From the Morning Star, March 21, 2003.
TONY BENN sees a crisis developing where democracy itself is under attack.
THE peace movement has been greatly encouraged by the huge vote against the war in the House of Commons last Tuesday [18 March] and those Labour MPs who voted for the war, whether out of loyalty to Tony Blair or because they believed in it, must now accept full responsibility for the consequences.
To put it plainly, every MP who went into the division lobby in support of the government put their own authority behind the military action that is about to take place.
Every one of them shares personal responsibility for the deaths of all those Iraqis or British soldiers whose lives will be lost, the terrible human tragedy that is about to unfold and the long-term consequences that will follow.
In a parliamentary democracy, governments depend on a majority of MPs in the Commons and, when the majority support it, they themselves become an integral part of the decision that has been reached and each must be ready to answer for what happens.
One argument that was put forward for voting for the war was that Britain has a special responsibility to take part in the reconstruction of Iraq after the bombing and, therefore, is bound to support the bombing to be sure that the reconstruction took place.
This seems to be the position that Clare Short adopted, after withdrawinq her promised and much-publicised resignation threat.
Another argument that was put forward was that the United Nations has a very important role still to perform in rebuilding Iraq under UN auspices.
But this would convert the UN into an ambulance followinq the armies, picking up the wounded, burying the dead and rebuilding the infrastructure which had just been destroyed, which would be a total distortion of the purposes for which the UN was created.
Certainly, the United States would be delighted if the UN could be converted from a decision-making body with a responsibility to uphold international law under its charter into an organisation which is brought in to clear up and pay the huge bills submitted by the US construction companies which have been promised all the profitable contracts that will be allocated.

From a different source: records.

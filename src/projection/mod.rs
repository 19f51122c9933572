pub mod coordinate;
pub mod gauss_kruger;
pub mod proj4_backend;
#[cfg(feature = "proj")]
pub mod proj_backend;

pub use coordinate::Coordinate;
pub use gauss_kruger::{GaussKruger, GridParameters};
pub use proj4_backend::Proj4Converter;
#[cfg(feature = "proj")]
pub use proj_backend::ProjConverter;

use crate::error::Result;

/// Converts planar coordinates into WGS84 longitude/latitude.
///
/// Input and output both use `x` for the easting/longitude axis and `y` for
/// the northing/latitude axis, whatever order the CRS definition declares.
pub trait ProjectionConverter {
    fn source_epsg(&self) -> u16;

    fn target_epsg(&self) -> u16;

    fn transform(&self, coord: Coordinate) -> Result<Coordinate>;

    /// Transforms multiple coordinates in bulk
    fn transform_many(&self, coords: &[Coordinate]) -> Result<Vec<Coordinate>> {
        coords.iter().map(|&coord| self.transform(coord)).collect()
    }
}

/// Default SWEREF99 TM to WGS84 converter for this build: libproj with the
/// `proj` feature, otherwise proj4rs. `GaussKruger` stays available as an
/// independent reference.
pub fn sweref99_converter() -> Result<Box<dyn ProjectionConverter>> {
    #[cfg(feature = "proj")]
    {
        Ok(Box::new(ProjConverter::sweref99_to_wgs84()?))
    }
    #[cfg(not(feature = "proj"))]
    {
        Ok(Box::new(Proj4Converter::sweref99_to_wgs84()?))
    }
}

#[cfg(test)]
mod tests {
    use super::*;

    #[test]
    fn test_default_converter_codes() {
        let converter = sweref99_converter().unwrap();
        assert_eq!(converter.source_epsg(), 3006);
        assert_eq!(converter.target_epsg(), 4326);
    }

    #[test]
    fn test_transform_many_keeps_order() {
        let converter = sweref99_converter().unwrap();
        let coords = [
            Coordinate::from_northing_easting(6_580_822.0, 674_032.0),
            Coordinate::from_northing_easting(6_175_000.0, 375_000.0),
        ];
        let out = converter.transform_many(&coords).unwrap();

        assert_eq!(out.len(), 2);
        assert!(out[0].y > out[1].y);
        assert!(out[0].x > out[1].x);
    }

    #[test]
    fn test_default_converter_agrees_with_series() {
        let converter = sweref99_converter().unwrap();
        let series = GaussKruger::sweref99_tm();
        let grid = Coordinate::from_northing_easting(6_175_000.0, 375_000.0);

        let a = converter.transform(grid).unwrap();
        let b = series.grid_to_geodetic(grid).unwrap();
        assert!((a.x - b.x).abs() < 0.00001);
        assert!((a.y - b.y).abs() < 0.00001);
    }
}
use chrono::{Datelike, Local};
use std::path::{Path, PathBuf};

fn date_stamp() -> String {
    let now = Local::now();
    let year = now.year() % 100; // Get last 2 digits of year
    format!("{:02}{:02}{:02}", year, now.month(), now.day())
}

/// Generate default map layer filename with format: station-map-{YYMMDD}.json
pub fn generate_default_map_filename() -> PathBuf {
    PathBuf::from("output").join(format!("station-map-{}.json", date_stamp()))
}

/// Generate default normalized-records filename from the uploaded file stem:
/// {stem}-normalized-{YYMMDD}.json
pub fn generate_default_records_filename(input: &Path) -> PathBuf {
    let stem = input
        .file_stem()
        .and_then(|s| s.to_str())
        .filter(|s| !s.is_empty())
        .unwrap_or("stations");

    PathBuf::from("output").join(format!("{}-normalized-{}.json", stem, date_stamp()))
}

Those who voted for the war also gave the green light to any country that might feel threatened by any other country to identify its new enemy as a "rogue state" and take pre-emptive military action to crush it.
This is exactly what the US and Britain have done and the ultimatum to Saddam calling on him to leave the country could legalise any similar demand by any other strong state against any weaker state with a leadership it disliked.

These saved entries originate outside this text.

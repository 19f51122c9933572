use crate::error::Result;
use crate::models::StationRecord;
use crate::processors::record_projection::{map_markers, overlay_markers, MapMarker, OverlayMarker};
use crate::utils::constants::{LAYER_NEW_STATIONS, LAYER_REGISTER, LAYER_REGISTER_RADIUS};
use chrono::{DateTime, Utc};
use serde::Serialize;
use std::fs::{self, File};
use std::io::BufWriter;
use std::path::Path;
use tracing::info;

/// How the rendering layer draws a layer's rows
#[derive(Debug, Clone, Copy, PartialEq, Eq, Serialize)]
#[serde(rename_all = "snake_case")]
pub enum LayerStyle {
    /// Blue clustered markers with the full register popup
    RegisterMarker,
    /// Circle of `row[6]` metres around each register station
    RadiusCircle,
    /// Red clustered markers for uploaded stations
    NewStationMarker,
}

#[derive(Debug, Clone, PartialEq, Serialize)]
#[serde(untagged)]
pub enum LayerRows {
    Register(Vec<MapMarker>),
    Overlay(Vec<OverlayMarker>),
}

impl LayerRows {
    pub fn len(&self) -> usize {
        match self {
            LayerRows::Register(rows) => rows.len(),
            LayerRows::Overlay(rows) => rows.len(),
        }
    }

    pub fn is_empty(&self) -> bool {
        self.len() == 0
    }
}

#[derive(Debug, Clone, PartialEq, Serialize)]
pub struct MapLayer {
    pub name: String,
    pub style: LayerStyle,
    pub rows: LayerRows,
}

#[derive(Debug, Clone, Serialize)]
pub struct MapDocument {
    pub generated_at: DateTime<Utc>,
    /// Initial view centre as (lat, lon)
    pub center: (f64, f64),
    pub zoom: u8,
    pub layers: Vec<MapLayer>,
}

pub struct MapLayerWriter {
    center: (f64, f64),
    zoom: u8,
}

impl MapLayerWriter {
    pub fn new() -> Self {
        Self {
            center: (60.0, 20.0),
            zoom: 5,
        }
    }

    /// Register marker and radius layers, plus a layer for uploaded stations
    /// when an overlay is given. Records without a position are left out.
    pub fn build_document(
        &self,
        register: &[StationRecord],
        overlay: Option<&[StationRecord]>,
    ) -> MapDocument {
        let markers = map_markers(register);
        let mut layers = vec![
            MapLayer {
                name: LAYER_REGISTER.to_string(),
                style: LayerStyle::RegisterMarker,
                rows: LayerRows::Register(markers.clone()),
            },
            MapLayer {
                name: LAYER_REGISTER_RADIUS.to_string(),
                style: LayerStyle::RadiusCircle,
                rows: LayerRows::Register(markers),
            },
        ];

        if let Some(uploaded) = overlay {
            layers.push(MapLayer {
                name: LAYER_NEW_STATIONS.to_string(),
                style: LayerStyle::NewStationMarker,
                rows: LayerRows::Overlay(overlay_markers(uploaded)),
            });
        }

        MapDocument {
            generated_at: Utc::now(),
            center: self.center,
            zoom: self.zoom,
            layers,
        }
    }

    pub fn write(&self, document: &MapDocument, path: &Path) -> Result<()> {
        if let Some(parent) = path.parent().filter(|p| !p.as_os_str().is_empty()) {
            fs::create_dir_all(parent)?;
        }
        let writer = BufWriter::new(File::create(path)?);
        serde_json::to_writer(writer, document)?;

        info!(
            path = %path.display(),
            layers = document.layers.len(),
            "Wrote map layers"
        );
        Ok(())
    }
}

impl Default for MapLayerWriter {
    fn default() -> Self {
        Self::new()
    }
}
pub mod map_layer_writer;
pub mod record_writer;

pub use map_layer_writer::{LayerRows, LayerStyle, MapDocument, MapLayer, MapLayerWriter};
pub use record_writer::write_records;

The Commons vote on Tuesday was deliberately timed to take place well after the decision to go to war had been announced and when all the troops were in position waiting for the orders to fire, so that it was far too late to have any real influence on a decision that had been taken months and months ago.
Arguments about the legality of the war are almost secondary, because each of us, whether or not we are in Parliament, has to decide whether we think it is morally right to launch this war and, in the end, conscience has to be our guide, particularly when we are told to kill.

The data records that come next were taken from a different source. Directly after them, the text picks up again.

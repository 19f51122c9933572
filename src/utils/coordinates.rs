use crate::utils::constants::{COORDINATE_DECIMALS, MAX_LAT, MAX_LON, MIN_LAT, MIN_LON};

/// Cells that carry no value: empty or whitespace only
pub fn is_blank(value: &str) -> bool {
    value.trim().is_empty()
}

/// Parse a decimal number written with either `.` or `,` as separator.
///
/// Returns `None` for blank or non-numeric input; callers attach row context.
///
/// # Examples
/// ```
/// use station_register::utils::coordinates::parse_decimal;
///
/// assert_eq!(parse_decimal("60,205667"), parse_decimal("60.205667"));
/// assert_eq!(parse_decimal(""), None);
/// ```
pub fn parse_decimal(value: &str) -> Option<f64> {
    let normalized = value.trim().replace(',', ".");
    if normalized.is_empty() {
        return None;
    }
    normalized.parse::<f64>().ok().filter(|v| v.is_finite())
}

/// Convert degrees and decimal minutes (`DDMM.mm`) into decimal degrees.
///
/// Internal whitespace is ignored, so `"60 12,34"` reads as `6012.34`.
///
/// # Examples
/// ```
/// use station_register::utils::coordinates::decmin_to_decdeg;
///
/// let decimal = decmin_to_decdeg("6012.34").unwrap();
/// assert!((decimal - 60.205667).abs() < 0.000001);
/// ```
pub fn decmin_to_decdeg(value: &str) -> Option<f64> {
    let compact: String = value.chars().filter(|c| !c.is_whitespace()).collect();
    let pos = parse_decimal(&compact)?;
    Some((pos / 100.0).floor() + pos.rem_euclid(100.0) / 60.0)
}

/// Round to the number of decimals kept for derived coordinates
pub fn round_coordinate(value: f64) -> f64 {
    let factor = 10f64.powi(COORDINATE_DECIMALS);
    (value * factor).round() / factor
}

pub fn is_valid_latitude(latitude: f64) -> bool {
    (MIN_LAT..=MAX_LAT).contains(&latitude)
}

pub fn is_valid_longitude(longitude: f64) -> bool {
    (MIN_LON..=MAX_LON).contains(&longitude)
}

#[cfg(test)]
mod tests {
    use super::*;

    #[test]
    fn test_decmin_to_decdeg() {
        assert_eq!(round_coordinate(decmin_to_decdeg("6012.34").unwrap()), 60.205667);
        assert_eq!(round_coordinate(decmin_to_decdeg("01823.56").unwrap()), 18.392667);
        assert_eq!(round_coordinate(decmin_to_decdeg("5730").unwrap()), 57.5);
    }

    #[test]
    fn test_decmin_whitespace_and_comma() {
        let expected = decmin_to_decdeg("6012.34").unwrap();
        assert_eq!(decmin_to_decdeg("60 12,34"), Some(expected));
        assert_eq!(decmin_to_decdeg(" 6012,34 "), Some(expected));
    }

    #[test]
    fn test_decmin_invalid() {
        assert_eq!(decmin_to_decdeg(""), None);
        assert_eq!(decmin_to_decdeg("60°12'"), None);
    }

    #[test]
    fn test_parse_decimal_locale() {
        assert_eq!(parse_decimal("60,205667"), Some(60.205667));
        assert_eq!(parse_decimal("60.205667"), Some(60.205667));
        assert_eq!(parse_decimal("  18.5 "), Some(18.5));
        assert_eq!(parse_decimal("   "), None);
        assert_eq!(parse_decimal("abc"), None);
        assert_eq!(parse_decimal("NaN"), None);
    }

    #[test]
    fn test_round_coordinate() {
        assert_eq!(round_coordinate(60.205_666_666_7), 60.205667);
        assert_eq!(round_coordinate(-0.127_499_9), -0.1275);
    }

    #[test]
    fn test_bounds() {
        assert!(is_valid_latitude(59.33));
        assert!(!is_valid_latitude(91.0));
        assert!(is_valid_longitude(-180.0));
        assert!(!is_valid_longitude(181.0));
    }
}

Opponents of the war in Britain outnumber those who support it, but MPs voted for the war because Labour ministers were ordered to support the government and the Prime Minister relied upon Tory MPs to compensate for his failure to persuade a majority of his own backbenchers to support him.
There is now a grave crisis of representation which is undermining democracy itself, which is what the current demonstrations are all about.
The war propaganda pouring out on the television screens and in the media generally is intensely frightening, but, at least, our generation does have an opportunity to get information that is not controlled by the BBC or Rupert Murdoch or party spin doctors.
It is difficult for some older people to understand how many new outlets there are from which we can get relevant information and through which we can communicate with each other, but, today, there are a host of satellite TV and FM radio stations from which it is possible to pick up, with a dish or a cable, information which we could not get in any other way.
With the internet and, especially, with a broadband connection on our computers, we can now search for what we want, get it when we want it and make up our own minds.
E-mail has allowed the organisers of progressive political movements to keep in constant touch with each other, which is how the February 15 demonstrations came to be co-ordinated so brilliantly and how our international campaigns can be built up and strengthened.
Demonstrations do make a difference, since foreign ministers at the security council have alluded to public opinion as offering a case against war, just as Robin Cook said in his brilliant resignation speech, arguing that he could not contemplate supporting a war without international authority and popular support and that this government has ignored the UN and public opinion.
This is a time when our campaigns for peace need to be intensified and, by doing so, we may not only be able to save the lives of innocent people but also give our troops the real support that they need by demanding that they be brought home as soon as possible.
There is another march and rally in Hyde Park tomorrow [i.e. 22 March] and such demonstrations are going on all over the country because they offer us the hope which we need to carry on.